L'engouement des enfants pour Haring s'explique surtout par son univers graphique percutant. La simplicité des formes, la récurrence du bleu, du vert, du rouge et du jaune, la vivacité des couleurs, les contours précis et larges sont autant d'éléments qui permettent aux enfants d'entrer directement dans les œuvres d'une facilité qui n'est que de surface. En effet, Haring travaillait sans croquis ni ébauche et réalisait ses tracés à main levée, prouvant ainsi sa maîtrise technique.
Les motifs qu'il affectionne sont issus de sa culture télévisuelle, de ses BD, enfin de ce qui fait la culture populaire de son époque et trouve ainsi écho auprès des enfants et de ceux qui n'ont pas l'habitude d'aller au musée. Son univers s'articule autour de logos, pictogrammes, et personnages, dont Pinocchio et Mickey Mouse, qu'il détourna pour la plus grande joie des plus jeunes!

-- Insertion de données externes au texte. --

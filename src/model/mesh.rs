use std::path::{Path, PathBuf};

use super::{AssetError, Material};
use crate::utils::{Mesh, Vertex};

/// What the rest of the viewer needs to know about the loaded mesh.
#[derive(Debug, Clone, PartialEq)]
pub struct ModelInfo {
    pub path: PathBuf,
    pub triangles: u32,
    pub has_uv: bool,
    pub material: Material,
}

/// A parsed, standardized mesh together with its material constants.
#[derive(Debug, Clone)]
pub struct MeshData {
    pub mesh: Mesh,
    pub has_uv: bool,
    pub material: Material,
    pub path: PathBuf,
}

impl MeshData {
    /// Loads an OBJ file, resolving `mtllib` references next to it.
    pub fn load(path: &Path) -> Result<Self, AssetError> {
        let source = std::fs::read_to_string(path).map_err(|e| AssetError::io(path, e))?;
        let base_dir = path.parent().map(Path::to_path_buf).unwrap_or_default();
        Self::parse(&source, path, |mtl| tobj::load_mtl(base_dir.join(mtl)))
    }

    /// Parses OBJ text. `path` is only used for error messages and `ModelInfo`.
    pub fn parse<F>(source: &str, path: &Path, material_loader: F) -> Result<Self, AssetError>
    where
        F: Fn(&Path) -> tobj::MTLLoadResult,
    {
        let load_opts = tobj::LoadOptions {
            triangulate: true,
            single_index: true,
            ..Default::default()
        };
        let (models, materials) = tobj::load_obj_buf(&mut source.as_bytes(), &load_opts, material_loader)
            .map_err(|source| AssetError::Obj { path: path.to_path_buf(), source })?;

        let materials = materials.unwrap_or_else(|e| {
            tracing::warn!("Ignoring materials of {}: {}", path.display(), e);
            Vec::new()
        });

        let has_uv = !models.is_empty() && models.iter().all(|m| !m.mesh.texcoords.is_empty());
        let has_normals = !models.is_empty() && models.iter().all(|m| !m.mesh.normals.is_empty());

        let mut mesh = Mesh::default();
        for model in &models {
            let m = &model.mesh;
            let start = mesh.vertices.len() as u32;
            for i in 0..m.positions.len() / 3 {
                let normal = m.normals.get(3 * i..3 * i + 3).map_or([0.0; 3], |n| [n[0], n[1], n[2]]);
                let uv = m.texcoords.get(2 * i..2 * i + 2).map_or([0.0; 2], |t| [t[0], t[1]]);
                mesh.vertices.push(Vertex {
                    pos: [m.positions[3 * i], m.positions[3 * i + 1], m.positions[3 * i + 2]],
                    normal,
                    uv,
                });
            }
            mesh.indices.extend(m.indices.iter().map(|&idx| start + idx));
        }

        if mesh.is_empty() {
            return Err(AssetError::EmptyMesh(path.to_path_buf()));
        }

        mesh.standardize();
        if !has_normals {
            mesh.compute_normals();
        }

        let material = models
            .iter()
            .find_map(|m| m.mesh.material_id)
            .and_then(|id| materials.get(id))
            .map(Material::from_mtl)
            .unwrap_or_default();

        Ok(Self { mesh, has_uv, material, path: path.to_path_buf() })
    }

    pub fn info(&self) -> ModelInfo {
        ModelInfo {
            path: self.path.clone(),
            triangles: self.mesh.triangle_count(),
            has_uv: self.has_uv,
            material: self.material,
        }
    }
}

#[cfg(test)]
mod tests {
    use super::*;
    use glam::Vec4;

    const QUAD_OBJ: &str = "\
mtllib quad.mtl
v 0 0 0
v 4 0 0
v 4 2 0
v 0 2 0
vt 0 0
vt 1 0
vt 1 1
vt 0 1
usemtl fur
f 1/1 2/2 3/3 4/4
";

    const QUAD_MTL: &str = "\
newmtl fur
Ka 0.2 0.2 0.2
Kd 0.9 0.5 0.1
Ks 0.3 0.3 0.3
Ns 64
";

    fn no_materials(_: &Path) -> tobj::MTLLoadResult {
        Ok(Default::default())
    }

    #[test]
    fn test_parse_quad_with_material() {
        let data = MeshData::parse(QUAD_OBJ, Path::new("quad.obj"), |_| {
            tobj::load_mtl_buf(&mut QUAD_MTL.as_bytes())
        })
        .unwrap();

        assert!(data.has_uv);
        assert_eq!(data.mesh.triangle_count(), 2, "Quad should be triangulated");
        assert_eq!(data.material.kd, Vec4::new(0.9, 0.5, 0.1, 1.0));
        assert_eq!(data.material.shininess, 64.0);

        // Normals computed facing +Z, positions centered
        for v in &data.mesh.vertices {
            assert!((v.normal[2] - 1.0).abs() < 1e-5);
        }
        let (min, max) = data.mesh.bounds().unwrap();
        assert!((min + max).length() < 1e-5);
    }

    #[test]
    fn test_parse_without_uv_or_mtl() {
        let obj = "v 0 0 0\nv 1 0 0\nv 0 1 0\nvn 0 0 1\nf 1//1 2//1 3//1\n";
        let data = MeshData::parse(obj, Path::new("tri.obj"), no_materials).unwrap();

        assert!(!data.has_uv);
        assert_eq!(data.material, Material::default());
        let info = data.info();
        assert_eq!(info.triangles, 1);
        assert_eq!(info.path, PathBuf::from("tri.obj"));
    }

    #[test]
    fn test_parse_rejects_empty_mesh() {
        let err = MeshData::parse("# nothing here\n", Path::new("empty.obj"), no_materials).unwrap_err();
        assert!(matches!(err, AssetError::EmptyMesh(_)));
    }

    #[test]
    fn test_load_from_disk_resolves_mtl() {
        let dir = tempfile::tempdir().unwrap();
        std::fs::write(dir.path().join("quad.obj"), QUAD_OBJ).unwrap();
        std::fs::write(dir.path().join("quad.mtl"), QUAD_MTL).unwrap();

        let data = MeshData::load(&dir.path().join("quad.obj")).unwrap();
        assert_eq!(data.material.ka, Vec4::new(0.2, 0.2, 0.2, 1.0));
    }

    #[test]
    fn test_load_missing_file() {
        let err = MeshData::load(Path::new("/definitely/not/here.obj")).unwrap_err();
        assert!(matches!(err, AssetError::Io { .. }));
    }
}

Le "bébé rayonnant" ("radiant baby") devient sa signature dès 1983. Il dira sur ce sujet: “L'année de mes 21 ans, j'ai passé l'été à enseigner l'art dans une maternelle à Brooklyn. C'est de loin l'été le plus gratifiant que j'ai passé de ma vie. Il n'y a rien qui me rende plus heureux que de faire sourire un enfant. La raison pour laquelle le bébé est devenu mon logo, ma signature, est que c'est l'expérience la plus positive, la plus pure que contienne l'expérience humaine. Les enfants personnifient la vie dans sa forme la plus joyeuse. Les enfants ne s'arrêtent pas à la couleur de peau, ils sont libres de toutes les complications, de la vénalité et de la haine qu'on leur instillera peu à peu par la suite.”
Les supports et matériaux utilisés sortent également d'un certain conformisme: il peindra aussi bien des cages d'ascenseur (au musée d'art contemporain de Bordeaux) que sur des toiles de vinyle. Les sculptures en émail ou en or blanc (église Saint Eustache, Paris), les toiles de 27 mètres sur lesquelles les enfants sont mis à contribution font aussi partie du travail de l'artiste, sans oublier les divers objets comme les jouets ou le mobilier.
L'art s'adresse à tous
Au-delà de l'excellence artistique, Keith Haring marqua son époque par sa volonté d'ouvrir l'art à tous. Il déclara d'ailleurs en 1984: " Il m'est apparu de plus en plus clairement que l'art n'est pas une activité élitiste réservée à l'appréciation d'un nombre réduit d'amateurs, mais qu'il s'adresse à tout le monde, c'est dans cette voie que je continuerais d'œuvrer".
C'est pourquoi, au cours de sa carrière fulgurante qui ne durera que dix ans, il travaillera principalement face à son public, que ce soit dans les couloirs du métro, dans les orphelinats, les hôpitaux, ou les centres spécialisés pour enfants.
S'il exposera dans des galeries du monde entier, il développera en 1986 les "pop shops" pour permettre à tous d'apprécier son travail. Ces magasins ont un concept simple: on y trouve des produits dérivés de ses œuvres sur des T-shirts des pins, des posters, et même des jouets! A noter que s'il se présente comme le précurseur du merchandising moderne, l'ensemble de ses bénéfices étaient reversés à des œuvres caritatives.
Une partie de son travail s'articule autour de la mort et de la sexualité, en lien avec sa lutte contre le SIDA, étant lui-même porteur de cette maladie à laquelle il succombera le 16 février 1990. Mais la majorité de ses œuvres s'adressent à tous et à toutes.